Uncertainty in mixed-phase cloud properties is compounded further by a lack of quantification of the interaction of heterogeneous freezing with other ice production mechanisms. Ice crystals in the mixed-phase region can also be formed by secondary ice production (SIP) from existing hydrometeors (Field et al., 2017), and droplets can freeze homogeneously below around −33 ∘C (Herbert et al., 2015). In observations of convective clouds with relatively warm cloud-top temperatures (Fridlind et al., 2007; Heymsfield and Willis, 2014; Ladino et al., 2017; Lasher-Trapp et al., 2016; Lawson et al., 2015), the ICNC has frequently exceeded INP number concentrations by several orders of magnitude, suggesting that secondary ice production is the dominant small-ice formation mechanism in mixed-phase regions (Ladino et al., 2017). The importance of heterogeneous ice production relative to secondary and homogeneous freezing has, therefore, been questioned (Ladino et al., 2017; Phillips et al., 2007), and it has been proposed that INP concentrations may only be relevant up to a threshold needed to initiate SIP (Ladino et al., 2017; Phillips et al., 2007), a value that may be as low as 0.01 L−1 (Crawford et al., 2012; Huang et al., 2017) for the Hallett–Mossop process (Hallett and Mossop, 1974). If this is the case, in clouds where SIP may also be initiated by the primary freezing of a few large (∼ 1 mm) droplets in a rising parcel (Field et al., 2017), INP number concentrations may be largely irrelevant to cloud ice properties. The effect of INPs and INP parameterisation on convective cloud properties must therefore be examined taking the presence of, and interactions with, SIP into account.

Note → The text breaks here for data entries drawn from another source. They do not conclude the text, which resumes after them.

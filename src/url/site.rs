use crate::url::normalize_url;
use crate::UrlError;
use std::fmt;
use url::Url;

/// The normalized root URL of a configured site
///
/// A root defines the same-site boundary: only URLs with the same scheme,
/// host and port whose path lies at or below the root path belong to the
/// site. Page paths are stored relative to this root.
#[derive(Debug, Clone, PartialEq, Eq)]
pub struct SiteRoot {
    url: Url,
    key: String,
}

impl SiteRoot {
    /// Parses and normalizes a configured site URL
    ///
    /// Any query string on the root is dropped.
    ///
    /// # Examples
    ///
    /// ```
    /// use site_indexer::url::SiteRoot;
    ///
    /// let root = SiteRoot::parse("https://Example.com/").unwrap();
    /// assert_eq!(root.as_str(), "https://example.com");
    /// ```
    pub fn parse(url_str: &str) -> Result<Self, UrlError> {
        let mut url = normalize_url(url_str)?;
        url.set_query(None);

        let key = if url.path() == "/" {
            url.as_str().trim_end_matches('/').to_string()
        } else {
            url.as_str().to_string()
        };

        Ok(Self { url, key })
    }

    /// The stored form of the root: normalized, without a trailing slash
    pub fn as_str(&self) -> &str {
        &self.key
    }

    /// The root as a URL, suitable as the first crawl target
    pub fn url(&self) -> &Url {
        &self.url
    }

    /// Returns true if `candidate` lies inside this site
    ///
    /// The path comparison respects segment boundaries, so a root of
    /// `https://a.test/docs` contains `/docs/intro` but not `/docs-old`.
    pub fn contains(&self, candidate: &Url) -> bool {
        if candidate.scheme() != self.url.scheme()
            || candidate.host_str() != self.url.host_str()
            || candidate.port_or_known_default() != self.url.port_or_known_default()
        {
            return false;
        }

        let root_path = self.url.path();
        if root_path == "/" {
            return true;
        }

        match candidate.path().strip_prefix(root_path) {
            Some(rest) => rest.is_empty() || rest.starts_with('/'),
            None => false,
        }
    }

    /// Returns the path of `url` relative to this root, including any query
    ///
    /// The root itself maps to `/`.
    pub fn relative_path(&self, url: &Url) -> String {
        let root_path = self.url.path();
        let path = if root_path == "/" {
            url.path()
        } else {
            url.path().strip_prefix(root_path).unwrap_or(url.path())
        };

        let mut relative = if path.is_empty() {
            "/".to_string()
        } else {
            path.to_string()
        };

        if let Some(query) = url.query() {
            relative.push('?');
            relative.push_str(query);
        }

        relative
    }
}

impl fmt::Display for SiteRoot {
    fn fmt(&self, f: &mut fmt::Formatter<'_>) -> fmt::Result {
        f.write_str(&self.key)
    }
}
//! Database schema definitions
//!
//! This module contains all SQL schema definitions for the Site-Indexer database.

/// SQL schema for the database
pub const SCHEMA_SQL: &str = r#"
-- One row per configured site for its current run
CREATE TABLE IF NOT EXISTS site (
    id INTEGER PRIMARY KEY AUTOINCREMENT,
    status TEXT NOT NULL CHECK (status IN ('INDEXING', 'INDEXED', 'FAILED')),
    status_time TEXT NOT NULL,
    last_error TEXT,
    url VARCHAR(255) NOT NULL,
    name VARCHAR(255) NOT NULL
);

CREATE INDEX IF NOT EXISTS idx_site_url ON site(url);
CREATE INDEX IF NOT EXISTS idx_site_status ON site(status);

-- One row per unique URL fetched during a site's run
CREATE TABLE IF NOT EXISTS page (
    id INTEGER PRIMARY KEY AUTOINCREMENT,
    site_id INTEGER NOT NULL REFERENCES site(id),
    path VARCHAR(255) NOT NULL,
    code INTEGER NOT NULL,
    content TEXT NOT NULL
);

CREATE INDEX IF NOT EXISTS idx_path ON page(path);
CREATE INDEX IF NOT EXISTS idx_page_site ON page(site_id);
"#;

/// Initializes the database schema
pub fn initialize_schema(conn: &rusqlite::Connection) -> Result<(), rusqlite::Error> {
    conn.execute_batch(SCHEMA_SQL)?;
    Ok(())
}
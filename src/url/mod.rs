//! URL handling module for Site-Indexer
//!
//! This module provides URL normalization and the same-site boundary that
//! keeps a crawl inside its configured root.

mod normalize;
mod site;

pub use normalize::normalize_url;
pub use site::SiteRoot;
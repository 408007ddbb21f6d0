use crate::config::types::Config;
use crate::config::validation::validate;
use crate::ConfigError;
use sha2::{Digest, Sha256};
use std::path::Path;

/// Loads, parses and validates a configuration file
pub fn load_config(path: &Path) -> Result<Config, ConfigError> {
    load_config_with_hash(path).map(|(config, _)| config)
}

/// Computes a SHA-256 hash of the configuration file content
///
/// Logged at startup so that runs can be correlated with the configuration
/// that produced them.
pub fn compute_config_hash(path: &Path) -> Result<String, ConfigError> {
    Ok(hash_content(&std::fs::read_to_string(path)?))
}

/// Loads a configuration and returns it with the hash of the exact bytes parsed
///
/// # Returns
///
/// * `Ok((Config, String))` - Validated configuration and its hex-encoded hash
/// * `Err(ConfigError)` - Failed to read, parse, or validate the file
pub fn load_config_with_hash(path: &Path) -> Result<(Config, String), ConfigError> {
    let content = std::fs::read_to_string(path)?;
    let config: Config = toml::from_str(&content)?;
    validate(&config)?;
    Ok((config, hash_content(&content)))
}

fn hash_content(content: &str) -> String {
    hex::encode(Sha256::digest(content.as_bytes()))
}
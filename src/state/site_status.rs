/// Site status definitions for tracking indexing progress
use std::fmt;

/// The persisted status of a site's current crawl run
#[derive(Debug, Clone, Copy, PartialEq, Eq, Hash)]
pub enum SiteStatus {
    /// Pages are being fetched for this site
    Indexing,

    /// The crawl finished without a site-level error
    Indexed,

    /// The crawl failed or was stopped; see the site's last error
    Failed,
}

impl SiteStatus {
    /// Returns true for INDEXED and FAILED
    pub fn is_terminal(&self) -> bool {
        matches!(self, Self::Indexed | Self::Failed)
    }

    /// Status only moves forward within a run: INDEXING -> {INDEXED, FAILED}
    pub fn can_transition_to(&self, next: SiteStatus) -> bool {
        matches!(
            (self, next),
            (Self::Indexing, Self::Indexed) | (Self::Indexing, Self::Failed)
        )
    }

    /// Converts the status to its database string representation
    pub fn to_db_string(&self) -> &'static str {
        match self {
            Self::Indexing => "INDEXING",
            Self::Indexed => "INDEXED",
            Self::Failed => "FAILED",
        }
    }

    /// Parses a status from its database string representation
    pub fn from_db_string(s: &str) -> Option<Self> {
        match s {
            "INDEXING" => Some(Self::Indexing),
            "INDEXED" => Some(Self::Indexed),
            "FAILED" => Some(Self::Failed),
            _ => None,
        }
    }

    pub fn all_statuses() -> [Self; 3] {
        [Self::Indexing, Self::Indexed, Self::Failed]
    }
}

impl fmt::Display for SiteStatus {
    fn fmt(&self, f: &mut fmt::Formatter<'_>) -> fmt::Result {
        f.write_str(self.to_db_string())
    }
}

/// The state machine of one site run controller
///
/// `Pending` exists only in memory: a site has no row until cleanup of the
/// previous run is done and the INDEXING row is created.
#[derive(Debug, Clone, Copy, PartialEq, Eq)]
pub enum SitePhase {
    Pending,
    Active(SiteStatus),
}

impl SitePhase {
    /// Attempts to move to `next`; returns false and stays put if not allowed
    pub fn advance(&mut self, next: SiteStatus) -> bool {
        let allowed = match self {
            Self::Pending => next == SiteStatus::Indexing,
            Self::Active(current) => current.can_transition_to(next),
        };

        if allowed {
            *self = Self::Active(next);
        }
        allowed
    }

    pub fn is_terminal(&self) -> bool {
        matches!(self, Self::Active(status) if status.is_terminal())
    }
}
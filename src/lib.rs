#![deny(clippy::all)]
#![warn(clippy::pedantic)]

//! A decoder for Hjson, a human-friendly superset of JSON: optional quotes
//! and commas, `#`/`//`/`/* */` comments, triple-quoted multi-line strings,
//! and a braceless root object as a convenience for config-file use. This
//! crate only decodes — it does not re-encode a `Value` tree back to text.

mod error;
mod literal;
mod number;
mod options;
mod parser;
mod scanner;
mod trivia;
mod value;

pub use error::{Error, Result};
pub use options::DecoderOptions;
pub use value::{Kind, Map, Value};

use std::ffi::CStr;
use std::fs;
use std::io::Read;
use std::path::Path;

/// Decodes a raw byte buffer.
///
/// # Errors
/// Returns `Error::Syntax` for any malformed Hjson input.
pub fn unmarshal_bytes(bytes: &[u8], options: DecoderOptions) -> Result<Value> {
    let mut options = options;
    parser::decode(bytes.to_vec(), &mut options)
}

/// Decodes a C string, as a convenience for FFI callers. A null pointer
/// (represented here as `None`) yields `Ok(Value::undefined())` rather
/// than an error, mirroring how a missing optional argument is treated
/// elsewhere in the decoder.
///
/// # Errors
/// Returns `Error::Syntax` for any malformed Hjson input.
pub fn unmarshal_c_string(s: Option<&CStr>, options: DecoderOptions) -> Result<Value> {
    match s {
        None => Ok(Value::undefined()),
        Some(s) => unmarshal_bytes(s.to_bytes(), options),
    }
}

/// Decodes a UTF-8 string slice.
///
/// # Errors
/// Returns `Error::Syntax` for any malformed Hjson input.
pub fn unmarshal_str(text: &str, options: DecoderOptions) -> Result<Value> {
    unmarshal_bytes(text.as_bytes(), options)
}

/// Reads and decodes a file. Config files conventionally end with a
/// trailing newline that is not part of the document; exactly one
/// trailing `\n`, one trailing `\r` before it, and any trailing NUL
/// padding are trimmed before decoding, so they never surface as
/// trailing garbage or as a dangling empty final entry.
///
/// # Errors
/// Returns `Error::FileError` if the file cannot be read, or
/// `Error::Syntax` for any malformed Hjson input.
pub fn unmarshal_from_file(path: impl AsRef<Path>, options: DecoderOptions) -> Result<Value> {
    let bytes = fs::read(path)?;
    unmarshal_bytes(trim_trailing_padding(&bytes), options)
}

/// Decodes from any `Read` implementor by draining it into a buffer first.
///
/// # Errors
/// Returns `Error::FileError` if reading fails, or `Error::Syntax` for any
/// malformed Hjson input.
pub fn unmarshal_from_reader(mut reader: impl Read, options: DecoderOptions) -> Result<Value> {
    let mut bytes = Vec::new();
    reader.read_to_end(&mut bytes)?;
    unmarshal_bytes(trim_trailing_padding(&bytes), options)
}

fn trim_trailing_padding(bytes: &[u8]) -> &[u8] {
    let mut end = bytes.len();
    while end > 0 && bytes[end - 1] == 0 {
        end -= 1;
    }
    if end > 0 && bytes[end - 1] == b'\n' {
        end -= 1;
        if end > 0 && bytes[end - 1] == b'\r' {
            end -= 1;
        }
    }
    &bytes[..end]
}

#[cfg(test)]
mod test {
    use super::*;

    #[test]
    fn decodes_a_braced_object() {
        let v = unmarshal_str("{a: 1}", DecoderOptions::default()).unwrap();
        assert_eq!(v.as_map().unwrap().get("a").unwrap().kind, Kind::Int64(1));
    }

    #[test]
    fn decodes_a_braceless_root_object() {
        let v = unmarshal_str("a: 1\nb: 2\n", DecoderOptions::default()).unwrap();
        let map = v.as_map().unwrap();
        assert_eq!(map.get("a").unwrap().kind, Kind::Int64(1));
        assert_eq!(map.get("b").unwrap().kind, Kind::Int64(2));
    }

    #[test]
    fn decodes_a_braceless_root_scalar() {
        let v = unmarshal_str("42", DecoderOptions::default()).unwrap();
        assert_eq!(v.kind, Kind::Int64(42));
    }

    #[test]
    fn null_c_string_yields_undefined() {
        let v = unmarshal_c_string(None, DecoderOptions::default()).unwrap();
        assert!(!v.defined());
    }

    #[test]
    fn trims_trailing_newline_and_nul_padding() {
        assert_eq!(trim_trailing_padding(b"a: 1\n"), b"a: 1");
        assert_eq!(trim_trailing_padding(b"a: 1\r\n"), b"a: 1");
        assert_eq!(trim_trailing_padding(b"a: 1\n\0\0"), b"a: 1");
    }
}
//! The value-bearing readers: quoted strings (with `\uXXXX` escapes),
//! triple-quoted multi-line strings, unquoted key names, and the
//! quoteless-value disambiguator (`read_tfnns`, Hjson's "true / false /
//! null / number / string" guesser).

use crate::error::{Error, Result};
use crate::number::{try_parse_number, Number};
use crate::scanner::Scanner;
use crate::value::Value;

fn is_punctuator(ch: u8) -> bool {
    matches!(ch, b'{' | b'}' | b'[' | b']' | b',' | b':')
}

fn syntax_err(scanner: &Scanner, at: usize, message: impl Into<String>) -> Error {
    let (line, column, context) = scanner.locate(at);
    Error::syntax(message, line, column, context)
}

/// Encodes a raw 21-bit code point as 1-4 UTF-8 bytes, without going
/// through `char` (which would reject surrogate-range values). Hjson's
/// `\uXXXX` escape does not combine surrogate pairs (spec.md §4.3): each
/// escape is decoded independently, so a lone surrogate must still be
/// representable in the output buffer even though it is not a valid
/// Unicode scalar value on its own.
fn push_utf8_codepoint(out: &mut Vec<u8>, cp: u32) {
    if cp < 0x80 {
        out.push(cp as u8);
    } else if cp < 0x800 {
        out.push(0xC0 | (cp >> 6) as u8);
        out.push(0x80 | (cp & 0x3F) as u8);
    } else if cp < 0x10000 {
        out.push(0xE0 | (cp >> 12) as u8);
        out.push(0x80 | ((cp >> 6) & 0x3F) as u8);
        out.push(0x80 | (cp & 0x3F) as u8);
    } else {
        out.push(0xF0 | (cp >> 18) as u8);
        out.push(0x80 | ((cp >> 12) & 0x3F) as u8);
        out.push(0x80 | ((cp >> 6) & 0x3F) as u8);
        out.push(0x80 | (cp & 0x3F) as u8);
    }
}

/// Bytes accumulated while reading a quoted or multi-line string may
/// contain a lone UTF-16 surrogate smuggled in through `\uXXXX` (see
/// `push_utf8_codepoint`). That is not valid UTF-8 by the strict
/// definition, but it is exactly what this decoder is contracted to
/// produce, so the conversion back to `String` has to bypass validation.
///
/// # Safety
/// Every byte in `bytes` was either copied verbatim from the (valid
/// UTF-8) input buffer or emitted by `push_utf8_codepoint`, which always
/// writes a complete, self-consistent multi-byte sequence for the code
/// point it was given. The only way this could produce bytes Rust
/// considers ill-formed is the surrogate case above, which Hjson's own
/// spec requires us to preserve rather than reject.
fn string_from_raw_bytes(bytes: Vec<u8>) -> String {
    unsafe { String::from_utf8_unchecked(bytes) }
}

/// Reads a quoted string (`'...'` or `"..."`). `scanner.current()` must be
/// the opening quote on entry; on return the scanner sits just past the
/// closing quote. If the opening quote is `'` and the body turns out to
/// be a triple-quote opener, dispatches to the multi-line reader instead.
pub fn read_quoted_or_multiline_string(scanner: &mut Scanner) -> Result<String> {
    let quote = scanner.current();
    let open_pos = scanner.position();
    scanner.advance();

    if quote == b'\'' && scanner.current() == b'\'' && scanner.peek(1) == b'\'' {
        scanner.advance();
        scanner.advance();
        return read_multiline_string(scanner, open_pos);
    }

    read_quoted_string_body(scanner, quote)
}

fn read_quoted_string_body(scanner: &mut Scanner, quote: u8) -> Result<String> {
    let start = scanner.position();
    let mut out = Vec::new();

    loop {
        match scanner.current() {
            0 => return Err(syntax_err(scanner, start, "Bad string")),
            b'\n' | b'\r' => {
                return Err(syntax_err(scanner, scanner.position(), "Bad string containing newline"));
            }
            ch if ch == quote => {
                scanner.advance();
                return Ok(string_from_raw_bytes(out));
            }
            b'\\' => {
                scanner.advance();
                read_escape(scanner, &mut out)?;
            }
            ch => {
                out.push(ch);
                scanner.advance();
            }
        }
    }
}

fn read_escape(scanner: &mut Scanner, out: &mut Vec<u8>) -> Result<()> {
    let escape_pos = scanner.position();
    match scanner.current() {
        b'"' => {
            out.push(b'"');
            scanner.advance();
        }
        b'\'' => {
            out.push(b'\'');
            scanner.advance();
        }
        b'\\' => {
            out.push(b'\\');
            scanner.advance();
        }
        b'/' => {
            out.push(b'/');
            scanner.advance();
        }
        b'b' => {
            out.push(0x08);
            scanner.advance();
        }
        b'f' => {
            out.push(0x0C);
            scanner.advance();
        }
        b'n' => {
            out.push(b'\n');
            scanner.advance();
        }
        b'r' => {
            out.push(b'\r');
            scanner.advance();
        }
        b't' => {
            out.push(b'\t');
            scanner.advance();
        }
        b'u' => {
            scanner.advance();
            let cp = read_hex4(scanner, escape_pos)?;
            if cp >= 0x110000 {
                return Err(syntax_err(scanner, escape_pos, format!("Bad \\u char {cp:x}")));
            }
            push_utf8_codepoint(out, cp);
        }
        0 => return Err(syntax_err(scanner, escape_pos, "Bad string")),
        other => {
            return Err(syntax_err(
                scanner,
                escape_pos,
                format!("Bad escape \\{}", other as char),
            ));
        }
    }
    Ok(())
}

fn read_hex4(scanner: &mut Scanner, escape_pos: usize) -> Result<u32> {
    let mut value: u32 = 0;
    for _ in 0..4 {
        let ch = scanner.current();
        let digit = match ch {
            b'0'..=b'9' => (ch - b'0') as u32,
            b'a'..=b'f' => (ch - b'a' + 10) as u32,
            b'A'..=b'F' => (ch - b'A' + 10) as u32,
            0 => return Err(syntax_err(scanner, escape_pos, "Bad string")),
            _ => return Err(syntax_err(scanner, escape_pos, format!("Bad \\u char {}", ch as char))),
        };
        value = (value << 4) | digit;
        scanner.advance();
    }
    Ok(value)
}

/// Reads the body of a `'''...'''` string. `open_pos` is the byte offset
/// of the opening `'` of the (already-consumed) triple-quote marker; the
/// indentation width is measured by walking backwards from there to the
/// previous newline or the start of the buffer (spec.md §4.3).
fn read_multiline_string(scanner: &mut Scanner, open_pos: usize) -> Result<String> {
    let indent = {
        let mut i = open_pos;
        let mut n = 0usize;
        while i > 0 && scanner.slice(i - 1, i) != b"\n" {
            i -= 1;
            n += 1;
        }
        n
    };

    while matches!(scanner.current(), b' ' | b'\t') {
        scanner.advance();
    }
    match scanner.current() {
        b'\n' => {
            scanner.advance();
        }
        _ => return Err(syntax_err(scanner, open_pos, "Bad multiline string")),
    }

    let mut out = Vec::new();
    let mut to_strip = indent;
    loop {
        match scanner.current() {
            0 => return Err(syntax_err(scanner, open_pos, "Bad multiline string")),
            b'\'' if scanner.peek(1) == b'\'' && scanner.peek(2) == b'\'' => {
                scanner.advance();
                scanner.advance();
                scanner.advance();
                if out.last() == Some(&b'\n') {
                    out.pop();
                }
                return Ok(string_from_raw_bytes(out));
            }
            b'\r' => {
                scanner.advance();
            }
            b'\n' => {
                out.push(b'\n');
                scanner.advance();
                to_strip = indent;
            }
            ch @ (b' ' | b'\t') if to_strip > 0 => {
                to_strip -= 1;
                let _ = ch;
                scanner.advance();
            }
            ch => {
                to_strip = 0;
                out.push(ch);
                scanner.advance();
            }
        }
    }
}

/// Reads a map key: a quoted string, or an unquoted run of characters
/// terminated by `:`. Unquoted keys may not contain `{}[],:` or internal
/// whitespace (leading/trailing whitespace around the key is trivia,
/// handled by the caller before/after this call).
pub fn read_keyname(scanner: &mut Scanner) -> Result<String> {
    if scanner.current() == b'"' || scanner.current() == b'\'' {
        return read_quoted_or_multiline_string(scanner);
    }

    let mut name = Vec::new();
    let start = scanner.position();
    let mut space: Option<usize> = None;

    loop {
        match scanner.current() {
            b':' => {
                if name.is_empty() {
                    return Err(syntax_err(
                        scanner,
                        scanner.position(),
                        "Found ':' but no key name (for an empty key name use quotes)",
                    ));
                }
                if let Some(space_at) = space {
                    if space_at != name.len() {
                        return Err(syntax_err(
                            scanner,
                            start + space_at,
                            "Found whitespace in your key name (use quotes if needed)",
                        ));
                    }
                }
                return Ok(String::from_utf8_lossy(&name).into_owned());
            }
            0 => {
                return Err(syntax_err(
                    scanner,
                    scanner.position(),
                    "Found EOF while looking for a key name (check your syntax for error)",
                ));
            }
            ch if ch <= b' ' => {
                if name.is_empty() {
                    // Leading whitespace before the key: not part of it.
                } else if space.is_none() {
                    space = Some(name.len());
                }
                scanner.advance();
            }
            ch if is_punctuator(ch) => {
                return Err(syntax_err(
                    scanner,
                    scanner.position(),
                    format!("Found '{}' where a key name was expected (check your syntax for error)", ch as char),
                ));
            }
            ch => {
                // Pushed as a raw byte, not `ch as char`: multi-byte UTF-8
                // characters arrive one byte per `advance()`, and casting
                // each byte to `char` independently would re-encode it
                // into a different, wrong byte sequence.
                name.push(ch);
                space = None;
                scanner.advance();
            }
        }
    }
}

/// The result of `read_tfnns`, Hjson's quoteless-value disambiguator.
///
/// Accumulates characters up to end-of-line, EOF, a comment marker, or a
/// top-level `,`, `}`, `]` — whichever comes first. None of those five are
/// ever consumed into the value itself; the caller (the container the value
/// sits in) decides what the punctuator means. The accumulated text is then
/// classified as `true`/`false`/`null`/a number/a plain string by
/// `finish_tfnns`, independent of which terminator ended the scan.
///
/// On return the scanner sits immediately after the last non-whitespace
/// byte of the value, never past trailing whitespace: that whitespace is
/// left for the caller's trivia reader to attribute as `comment_after`
/// rather than being silently consumed here.
pub fn read_tfnns(scanner: &mut Scanner) -> Result<Value> {
    if matches!(scanner.current(), b'{' | b'}' | b'[' | b']' | b',' | b':') {
        return Err(syntax_err(
            scanner,
            scanner.position(),
            format!(
                "Found a punctuator character '{}' when expecting a quoteless string (check your syntax)",
                scanner.current() as char
            ),
        ));
    }

    let mut raw: Vec<u8> = Vec::new();
    let mut last_nonspace_len = 0usize;
    let mut last_nonspace_pos = scanner.position();

    loop {
        match scanner.current() {
            0 | b'\n' => break,
            b'#' => break,
            b'/' if scanner.peek(1) == b'/' => break,
            b'/' if scanner.peek(1) == b'*' => break,
            b',' | b'}' | b']' => break,
            ch => {
                raw.push(ch);
                if !matches!(ch, b' ' | b'\t' | b'\r') {
                    last_nonspace_len = raw.len();
                }
                scanner.advance();
                if !matches!(ch, b' ' | b'\t' | b'\r') {
                    last_nonspace_pos = scanner.position();
                }
            }
        }
    }

    raw.truncate(last_nonspace_len);
    scanner.rewind_to(last_nonspace_pos);
    let text = String::from_utf8_lossy(&raw).into_owned();
    Ok(finish_tfnns(&text))
}

fn finish_tfnns(val: &str) -> Value {
    match val {
        "true" => Value::bool(true),
        "false" => Value::bool(false),
        "null" => Value::null(),
        _ => {
            if val.starts_with('-') || val.as_bytes().first().is_some_and(u8::is_ascii_digit) {
                if let Some(number) = try_parse_number(val) {
                    return match number {
                        Number::Int64(v) => Value::int64(v),
                        Number::Double(v) => Value::double(v),
                    };
                }
            }
            Value::string(val.to_string())
        }
    }
}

Here, we explore how the choice of INP parameterisation affects the properties of a large and realistic cloud field containing clouds at all levels as well as deep convective systems in the eastern tropical Atlantic with a focus on the top-of-atmosphere (TOA) outgoing radiation. The eastern tropical Atlantic is an ideal location in which to examine the role of INP concentrations in convective cloud systems because, owing to its position at the interface between the Saharan Air Layer and the Intertropical Convergence Zone, it is subject to both high levels of convective activity and high loadings of desert dust, which is a relatively well-defined INP type (DeMott et al., 2003; Niemand et al., 2012; Price et al., 2018). First, we determine how the presence of INPs alters the radiative properties of the cloud field. We then examine how the properties of the simulated cloud field, including cloud shortwave reflectivity, cloud fraction and anvil extent, depend on the choice of INP parameterisation. In particular, we examine the importance of the dependence of INP number concentration on temperature, referred to as INP parameterisation slope herein, as a major factor that determines cloud properties. We also examine the effect of the inclusion of SIP due to the Hallett–Mossop process on cloud properties.
2.1 Model set-up
2.1.1 Regional domain and initial conditions
The simulations described in this article were performed using the Unified Model (UM) version 10.8 (GA6 configuration) (Walters et al., 2017). The UM is a numerical weather prediction model developed by the UK Met Office. We use a regional nest within the global model simulation (Fig. 1a), which has a grid spacing of 1 km (900∗700 grid points) and 70 vertical levels. Meteorology of the driving global model is based on operational analysis data. Within the nested domain, the Cloud–AeroSol Interacting Microphysics scheme (CASIM) is employed to handle cloud microphysical properties. A global model simulation (UM vn 8.5, GA6 configuration, N512 resolution; Walters et al., 2017) is used to initialise the nested simulation at 00:00 UTC on 21 August 2015 and is used throughout the simulation for the boundary conditions.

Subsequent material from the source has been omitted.